С этими словами он повернулся и быстро зашагал прочь. Стоявший рядом прохожий, заметив изумление Иосифа, негромко произнес:
– Рабби Самуил – зелот. Сам Иуда не столь жесток.
Иосиф, не желая вступать в разговор с незнакомцем, ничего не ответил и принялся поправлять охапку травы, которую растрепал ослик; затем он снова оперся на палку и замер в ожидании.
Примерно через час вся троица вышла из ворот и, повернув налево, двинулась по дороге, ведущей в Вифлеем. Спуск в долину был нелегок, движению мешали росшие тут и там дикие оливковые деревья. Назаретянин шел рядом с женщиной, внимательно и осторожно ведя в поводу ослика. Слева от них возвышались южный и восточный склоны Сионского холма с городской стеной поверху, крутой обрыв справа обозначал собой западную границу долины.
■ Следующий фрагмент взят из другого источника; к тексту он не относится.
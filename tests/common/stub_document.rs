use std::cell::RefCell;

use template_fields::extract::error::ExtractError;
use template_fields::markup::document::{MarkupDocument, MarkupNode};

/// Hand-built tree for exercising shapes a real parser never produces
/// (orphans, cycles) and for counting parent visits.
#[derive(Default)]
pub struct StubDocument {
    pub nodes: Vec<StubElement>,
    pub fail_lookup: bool,
    pub parent_visits: RefCell<Vec<usize>>,
}

#[derive(Default, Clone)]
pub struct StubElement {
    pub tag: String,
    pub attrs: Vec<(String, String)>,
    pub parent: Option<usize>,
    /// Rendered text of this node, descendants included.
    pub text: String,
    pub label: Option<String>,
}

impl StubElement {
    pub fn new(tag: &str) -> Self {
        Self {
            tag: tag.to_string(),
            ..Default::default()
        }
    }

    pub fn attr(mut self, name: &str, value: &str) -> Self {
        self.attrs.push((name.to_string(), value.to_string()));
        self
    }

    pub fn parent(mut self, idx: usize) -> Self {
        self.parent = Some(idx);
        self
    }

    pub fn text(mut self, text: &str) -> Self {
        self.text = text.to_string();
        self
    }

    pub fn label(mut self, label: &str) -> Self {
        self.label = Some(label.to_string());
        self
    }
}

impl StubDocument {
    pub fn new(nodes: Vec<StubElement>) -> Self {
        Self {
            nodes,
            ..Default::default()
        }
    }

    pub fn node(&self, idx: usize) -> StubNode<'_> {
        StubNode { doc: self, idx }
    }
}

#[derive(Clone, Copy)]
pub struct StubNode<'a> {
    doc: &'a StubDocument,
    idx: usize,
}

impl<'a> StubNode<'a> {
    fn element(&self) -> &'a StubElement {
        &self.doc.nodes[self.idx]
    }
}

impl MarkupDocument for StubDocument {
    type Node<'a> = StubNode<'a>;

    fn elements_by_tag<'a>(&'a self, tag: &str) -> Result<Vec<StubNode<'a>>, ExtractError> {
        if self.fail_lookup {
            return Err(ExtractError::malformed(format!("lookup of {} refused", tag)));
        }

        Ok((0..self.nodes.len())
            .filter(|&idx| self.nodes[idx].tag == tag)
            .map(|idx| self.node(idx))
            .collect())
    }
}

impl<'a> MarkupNode for StubNode<'a> {
    fn tag_name(&self) -> String {
        self.element().tag.clone()
    }

    fn has_attribute(&self, name: &str) -> bool {
        self.attribute(name).is_some()
    }

    fn attribute(&self, name: &str) -> Option<String> {
        self.element()
            .attrs
            .iter()
            .find(|(k, _)| k.eq_ignore_ascii_case(name))
            .map(|(_, v)| v.clone())
    }

    fn parent(&self) -> Option<Self> {
        let parent = self.element().parent?;
        self.doc.parent_visits.borrow_mut().push(parent);
        Some(self.doc.node(parent))
    }

    fn text_content(&self) -> String {
        self.element().text.clone()
    }

    fn label_text(&self) -> Option<String> {
        self.element().label.clone()
    }
}
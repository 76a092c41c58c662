use thiserror::Error;

/// Failure to query a document the way the field heuristics need.
///
/// Ambiguous elements (no label text, no binding, unknown input kind) are not
/// errors; they produce records with empty or placeholder values.
#[derive(Debug, Clone, PartialEq, Eq, Error)]
pub enum ExtractError {
    /// Tag lookup failed or the parent chain is missing or does not terminate.
    #[error("malformed document: {reason}")]
    MalformedDocument { reason: String },
}

impl ExtractError {
    pub fn malformed(reason: impl Into<String>) -> Self {
        ExtractError::MalformedDocument {
            reason: reason.into(),
        }
    }
}
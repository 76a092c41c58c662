use clap::Parser;
use template_fields::cli::commands::{cmd_extract, cmd_scan};
use template_fields::cli::config::{Cli, Commands, load_config};
use template_fields::trace::logger::{init_logging, resolve_level};

fn main() -> Result<(), Box<dyn std::error::Error>> {
    let cli = Cli::parse();
    let config = load_config(cli.config.as_deref());

    // Log level: RUST_LOG > CLI flags > config > default
    init_logging(resolve_level(
        cli.verbose,
        cli.quiet,
        config.log_level.as_deref(),
    ));

    match cli.command {
        Commands::Scan {
            root,
            extension,
            output,
            pretty,
            max_depth,
        } => {
            cmd_scan(
                &config,
                root.as_deref(),
                extension.as_deref(),
                output.as_deref(),
                pretty,
                max_depth,
            )?;
        }
        Commands::Extract { file, pretty } => {
            let json = cmd_extract(&config, &file, pretty)?;
            println!("{}", json);
        }
    }

    Ok(())
}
Медленно они миновали Нижний пруд, где под лучами поднимавшегося все выше солнца быстро сжималась тень царского холма, затем двинулись вдоль акведука, выходившего из Прудов Соломона, пока не приблизились к месту расположения деревенского дома, ныне известного как холм Совета Нечестивых; отсюда они начали подниматься на равнину Рефаима. Солнце заливало ослепительным светом каменистое плато, и Мария, дочь Иоакима, сдвинула плат на плечи, обнажив голову. Иосиф рассказывал ей историю филистимлян, захваченных в этих местах врасплох в своем лагере Давидом. Он однообразно бормотал, храня торжественное выражение на лице, безжизненным тоном старого зануды. Временами она его даже не слышала.
Всюду, где по земле ходят люди, а по морю – корабли, всем знакома фигура и лицо еврея. Физический тип этого народа никогда не менялся, хотя всегда были индивидуальные вариации. «Он был румян, с прекрасными чертами лица и красив на вид». Таким был сын Иессея, поставленный перед Самуилом. Пристрастия людей с тех самых пор определяются этим описанием. Поэтическая вольность распространяет присвоенное предшественниками на их замечательных наследников. Все наши идеальные Давиды имеют прекрасные лица, волосы и бороду цвета каштана, отливающую золотом на солнце. И точно так же, при отсутствии достоверных исторических свидетельств, традиция не менее любовно относится к дочерям этого народа, и в особенности к той, за которой мы последуем сейчас.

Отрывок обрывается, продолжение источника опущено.